_Activity_: Copy all of the data below without altering a single line.
┌─ Supplied records
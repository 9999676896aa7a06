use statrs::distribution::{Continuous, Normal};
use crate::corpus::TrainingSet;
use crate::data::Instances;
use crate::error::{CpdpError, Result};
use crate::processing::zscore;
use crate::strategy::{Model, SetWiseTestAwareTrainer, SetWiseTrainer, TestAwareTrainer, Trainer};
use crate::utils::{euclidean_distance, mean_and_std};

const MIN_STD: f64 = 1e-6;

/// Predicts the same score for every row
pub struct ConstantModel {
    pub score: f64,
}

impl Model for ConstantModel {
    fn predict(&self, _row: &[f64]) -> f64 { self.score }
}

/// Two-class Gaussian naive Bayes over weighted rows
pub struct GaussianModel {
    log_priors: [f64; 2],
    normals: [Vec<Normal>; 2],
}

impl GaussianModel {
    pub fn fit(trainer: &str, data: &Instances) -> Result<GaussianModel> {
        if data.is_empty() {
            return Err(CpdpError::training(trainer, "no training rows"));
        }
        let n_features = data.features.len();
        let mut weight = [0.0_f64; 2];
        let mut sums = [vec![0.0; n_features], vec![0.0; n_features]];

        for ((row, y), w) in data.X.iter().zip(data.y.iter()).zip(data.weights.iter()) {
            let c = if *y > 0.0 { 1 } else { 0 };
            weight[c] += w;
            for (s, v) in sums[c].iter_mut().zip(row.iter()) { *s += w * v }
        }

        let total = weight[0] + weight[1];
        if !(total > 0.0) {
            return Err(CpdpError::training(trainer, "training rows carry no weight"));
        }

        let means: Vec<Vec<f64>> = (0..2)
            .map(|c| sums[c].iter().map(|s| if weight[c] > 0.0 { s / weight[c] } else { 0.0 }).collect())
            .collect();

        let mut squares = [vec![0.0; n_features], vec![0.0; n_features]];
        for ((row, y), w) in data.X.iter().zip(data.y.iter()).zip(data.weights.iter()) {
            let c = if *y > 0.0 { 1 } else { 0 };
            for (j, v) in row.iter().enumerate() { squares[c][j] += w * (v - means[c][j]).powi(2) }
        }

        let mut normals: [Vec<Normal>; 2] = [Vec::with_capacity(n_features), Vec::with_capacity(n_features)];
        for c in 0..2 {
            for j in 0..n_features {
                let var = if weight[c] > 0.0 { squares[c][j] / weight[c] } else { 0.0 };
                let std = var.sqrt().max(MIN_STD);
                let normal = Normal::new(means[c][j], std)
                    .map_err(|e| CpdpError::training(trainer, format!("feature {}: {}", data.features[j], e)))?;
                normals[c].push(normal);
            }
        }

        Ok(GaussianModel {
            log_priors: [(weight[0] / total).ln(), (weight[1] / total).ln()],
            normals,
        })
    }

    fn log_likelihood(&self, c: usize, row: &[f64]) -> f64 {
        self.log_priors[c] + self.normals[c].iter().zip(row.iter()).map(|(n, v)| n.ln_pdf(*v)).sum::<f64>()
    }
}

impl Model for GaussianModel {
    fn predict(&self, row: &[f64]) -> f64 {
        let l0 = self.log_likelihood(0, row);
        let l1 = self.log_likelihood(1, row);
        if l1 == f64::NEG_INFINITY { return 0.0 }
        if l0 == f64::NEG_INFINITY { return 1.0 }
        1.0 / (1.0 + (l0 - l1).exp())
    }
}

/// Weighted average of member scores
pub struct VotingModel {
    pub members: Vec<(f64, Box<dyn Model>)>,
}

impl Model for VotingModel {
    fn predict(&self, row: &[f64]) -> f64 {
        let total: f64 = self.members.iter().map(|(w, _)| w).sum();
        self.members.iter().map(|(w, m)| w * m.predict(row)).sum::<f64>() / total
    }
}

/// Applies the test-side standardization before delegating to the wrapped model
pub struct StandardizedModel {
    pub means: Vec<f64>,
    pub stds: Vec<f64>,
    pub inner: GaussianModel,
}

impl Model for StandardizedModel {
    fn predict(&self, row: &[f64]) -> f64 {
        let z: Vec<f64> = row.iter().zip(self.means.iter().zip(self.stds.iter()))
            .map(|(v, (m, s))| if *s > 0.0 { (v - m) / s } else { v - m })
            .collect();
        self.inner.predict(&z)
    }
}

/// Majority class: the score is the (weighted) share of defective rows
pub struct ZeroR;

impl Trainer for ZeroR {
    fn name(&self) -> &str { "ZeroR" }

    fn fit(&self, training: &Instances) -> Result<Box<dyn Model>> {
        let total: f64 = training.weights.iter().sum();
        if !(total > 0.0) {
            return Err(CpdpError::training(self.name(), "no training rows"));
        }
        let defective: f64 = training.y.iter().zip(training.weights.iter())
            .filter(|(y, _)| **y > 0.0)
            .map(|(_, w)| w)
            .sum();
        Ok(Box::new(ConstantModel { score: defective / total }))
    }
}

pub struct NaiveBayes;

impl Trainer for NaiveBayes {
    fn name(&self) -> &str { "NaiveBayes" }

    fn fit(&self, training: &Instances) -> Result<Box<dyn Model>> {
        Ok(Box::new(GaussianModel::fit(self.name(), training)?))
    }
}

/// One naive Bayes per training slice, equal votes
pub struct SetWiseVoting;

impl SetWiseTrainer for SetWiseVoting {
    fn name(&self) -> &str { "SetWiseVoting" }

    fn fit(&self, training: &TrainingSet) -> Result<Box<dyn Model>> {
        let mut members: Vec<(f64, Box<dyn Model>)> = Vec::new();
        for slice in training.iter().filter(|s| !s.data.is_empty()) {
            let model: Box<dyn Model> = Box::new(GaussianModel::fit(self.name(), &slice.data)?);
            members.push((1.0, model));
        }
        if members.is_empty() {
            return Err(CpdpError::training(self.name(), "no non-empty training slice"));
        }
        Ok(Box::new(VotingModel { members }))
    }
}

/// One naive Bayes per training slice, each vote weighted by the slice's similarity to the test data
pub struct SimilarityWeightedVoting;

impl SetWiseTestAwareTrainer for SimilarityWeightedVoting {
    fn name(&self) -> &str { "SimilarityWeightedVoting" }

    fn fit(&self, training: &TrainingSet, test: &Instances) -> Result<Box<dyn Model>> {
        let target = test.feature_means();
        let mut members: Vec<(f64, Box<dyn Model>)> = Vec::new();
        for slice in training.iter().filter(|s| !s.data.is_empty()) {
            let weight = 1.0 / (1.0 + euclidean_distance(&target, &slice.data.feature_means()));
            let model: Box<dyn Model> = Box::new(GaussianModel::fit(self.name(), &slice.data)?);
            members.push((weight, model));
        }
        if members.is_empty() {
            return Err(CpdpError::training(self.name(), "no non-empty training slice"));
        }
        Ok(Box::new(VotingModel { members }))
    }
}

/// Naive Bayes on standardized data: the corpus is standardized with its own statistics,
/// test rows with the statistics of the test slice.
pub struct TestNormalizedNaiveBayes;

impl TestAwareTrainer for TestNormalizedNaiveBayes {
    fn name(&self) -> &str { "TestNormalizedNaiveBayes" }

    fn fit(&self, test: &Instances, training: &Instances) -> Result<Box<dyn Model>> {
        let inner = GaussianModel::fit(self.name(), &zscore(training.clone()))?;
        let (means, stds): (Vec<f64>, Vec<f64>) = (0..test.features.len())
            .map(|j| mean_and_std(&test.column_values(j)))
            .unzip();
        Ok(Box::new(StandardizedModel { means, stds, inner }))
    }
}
└─
_Finished task_:
repository 9999676896aa7a06
use statrs::distribution::{Continuous, Normal};
use crate::corpus::TrainingSet;
use crate::data::Instances;
use crate::error::{CpdpError, Result};
use crate::processing::zscore;
use crate::strategy::{Model, SetWiseTestAwareTrainer, SetWiseTrainer, TestAwareTrainer, Trainer};
use crate::utils::{euclidean_distance, mean_and_std};

const MIN_STD: f64 = 1e-6;

/// Predicts the same score for every row
pub struct ConstantModel {
    pub score: f64,
}

impl Model for ConstantModel {
    fn predict(&self, _row: &[f64]) -> f64 { self.score }
}

/// Two-class Gaussian naive Bayes over weighted rows
pub struct GaussianModel {
    log_priors: [f64; 2],
    normals: [Vec<Normal>; 2],
}

impl GaussianModel {
    pub fn fit(trainer: &str, data: &Instances) -> Result<GaussianModel> {
        if data.is_empty() {
            return Err(CpdpError::training(trainer, "no training rows"));
        }
        let n_features = data.features.len();
        let mut weight = [0.0_f64; 2];
        let mut sums = [vec![0.0; n_features], vec![0.0; n_features]];

        for ((row, y), w) in data.X.iter().zip(data.y.iter()).zip(data.weights.iter()) {
            let c = if *y > 0.0 { 1 } else { 0 };
            weight[c] += w;
            for (s, v) in sums[c].iter_mut().zip(row.iter()) { *s += w * v }
        }

        let total = weight[0] + weight[1];
        if !(total > 0.0) {
            return Err(CpdpError::training(trainer, "training rows carry no weight"));
        }

        let means: Vec<Vec<f64>> = (0..2)
            .map(|c| sums[c].iter().map(|s| if weight[c] > 0.0 { s / weight[c] } else { 0.0 }).collect())
            .collect();

        let mut squares = [vec![0.0; n_features], vec![0.0; n_features]];
        for ((row, y), w) in data.X.iter().zip(data.y.iter()).zip(data.weights.iter()) {
            let c = if *y > 0.0 { 1 } else { 0 };
            for (j, v) in row.iter().enumerate() { squares[c][j] += w * (v - means[c][j]).powi(2) }
        }

        let mut normals: [Vec<Normal>; 2] = [Vec::with_capacity(n_features), Vec::with_capacity(n_features)];
        for c in 0..2 {
            for j in 0..n_features {
                let var = if weight[c] > 0.0 { squares[c][j] / weight[c] } else { 0.0 };
                let std = var.sqrt().max(MIN_STD);
                let normal = Normal::new(means[c][j], std)
                    .map_err(|e| CpdpError::training(trainer, format!("feature {}: {}", data.features[j], e)))?;
                normals[c].push(normal);
            }
        }

        Ok(GaussianModel {
            log_priors: [(weight[0] / total).ln(), (weight[1] / total).ln()],
            normals,
        })
    }

    fn log_likelihood(&self, c: usize, row: &[f64]) -> f64 {
        self.log_priors[c] + self.normals[c].iter().zip(row.iter()).map(|(n, v)| n.ln_pdf(*v)).sum::<f64>()
    }
}

impl Model for GaussianModel {
    fn predict(&self, row: &[f64]) -> f64 {
        let l0 = self.log_likelihood(0, row);
        let l1 = self.log_likelihood(1, row);
        if l1 == f64::NEG_INFINITY { return 0.0 }
        if l0 == f64::NEG_INFINITY { return 1.0 }
        1.0 / (1.0 + (l0 - l1).exp())
    }
}

/// Weighted average of member scores
pub struct VotingModel {
    pub members: Vec<(f64, Box<dyn Model>)>,
}

impl Model for VotingModel {
    fn predict(&self, row: &[f64]) -> f64 {
        let total: f64 = self.members.iter().map(|(w, _)| w).sum();
        self.members.iter().map(|(w, m)| w * m.predict(row)).sum::<f64>() / total
    }
}

/// Applies the test-side standardization before delegating to the wrapped model
pub struct StandardizedModel {
    pub means: Vec<f64>,
    pub stds: Vec<f64>,
    pub inner: GaussianModel,
}

impl Model for StandardizedModel {
    fn predict(&self, row: &[f64]) -> f64 {
        let z: Vec<f64> = row.iter().zip(self.means.iter().zip(self.stds.iter()))
            .map(|(v, (m, s))| if *s > 0.0 { (v - m) / s } else { v - m })
            .collect();
        self.inner.predict(&z)
    }
}

/// Majority class: the score is the (weighted) share of defective rows
pub struct ZeroR;

impl Trainer for ZeroR {
    fn name(&self) -> &str { "ZeroR" }

    fn fit(&self, training: &Instances) -> Result<Box<dyn Model>> {
        let total: f64 = training.weights.iter().sum();
        if !(total > 0.0) {
            return Err(CpdpError::training(self.name(), "no training rows"));
        }
        let defective: f64 = training.y.iter().zip(training.weights.iter())
            .filter(|(y, _)| **y > 0.0)
            .map(|(_, w)| w)
            .sum();
        Ok(Box::new(ConstantModel { score: defective / total }))
    }
}

pub struct NaiveBayes;

impl Trainer for NaiveBayes {
    fn name(&self) -> &str { "NaiveBayes" }

    fn fit(&self, training: &Instances) -> Result<Box<dyn Model>> {
        Ok(Box::new(GaussianModel::fit(self.name(), training)?))
    }
}

/// One naive Bayes per training slice, equal votes
pub struct SetWiseVoting;

impl SetWiseTrainer for SetWiseVoting {
    fn name(&self) -> &str { "SetWiseVoting" }

    fn fit(&self, training: &TrainingSet) -> Result<Box<dyn Model>> {
        let mut members: Vec<(f64, Box<dyn Model>)> = Vec::new();
        for slice in training.iter().filter(|s| !s.data.is_empty()) {
            let model: Box<dyn Model> = Box::new(GaussianModel::fit(self.name(), &slice.data)?);
            members.push((1.0, model));
        }
        if members.is_empty() {
            return Err(CpdpError::training(self.name(), "no non-empty training slice"));
        }
        Ok(Box::new(VotingModel { members }))
    }
}

/// One naive Bayes per training slice, each vote weighted by the slice's similarity to the test data
pub struct SimilarityWeightedVoting;

impl SetWiseTestAwareTrainer for SimilarityWeightedVoting {
    fn name(&self) -> &str { "SimilarityWeightedVoting" }

    fn fit(&self, training: &TrainingSet, test: &Instances) -> Result<Box<dyn Model>> {
        let target = test.feature_means();
        let mut members: Vec<(f64, Box<dyn Model>)> = Vec::new();
        for slice in training.iter().filter(|s| !s.data.is_empty()) {
            let weight = 1.0 / (1.0 + euclidean_distance(&target, &slice.data.feature_means()));
            let model: Box<dyn Model> = Box::new(GaussianModel::fit(self.name(), &slice.data)?);
            members.push((weight, model));
        }
        if members.is_empty() {
            return Err(CpdpError::training(self.name(), "no non-empty training slice"));
        }
        Ok(Box::new(VotingModel { members }))
    }
}

/// Naive Bayes on standardized data: the corpus is standardized with its own statistics,
/// test rows with the statistics of the test slice.
pub struct TestNormalizedNaiveBayes;

impl TestAwareTrainer for TestNormalizedNaiveBayes {
    fn name(&self) -> &str { "TestNormalizedNaiveBayes" }

    fn fit(&self, test: &Instances, training: &Instances) -> Result<Box<dyn Model>> {
        let inner = GaussianModel::fit(self.name(), &zscore(training.clone()))?;
        let (means, stds): (Vec<f64>, Vec<f64>) = (0..test.features.len())
            .map(|j| mean_and_std(&test.column_values(j)))
            .unzip();
        Ok(Box::new(StandardizedModel { means, stds, inner }))
    }
}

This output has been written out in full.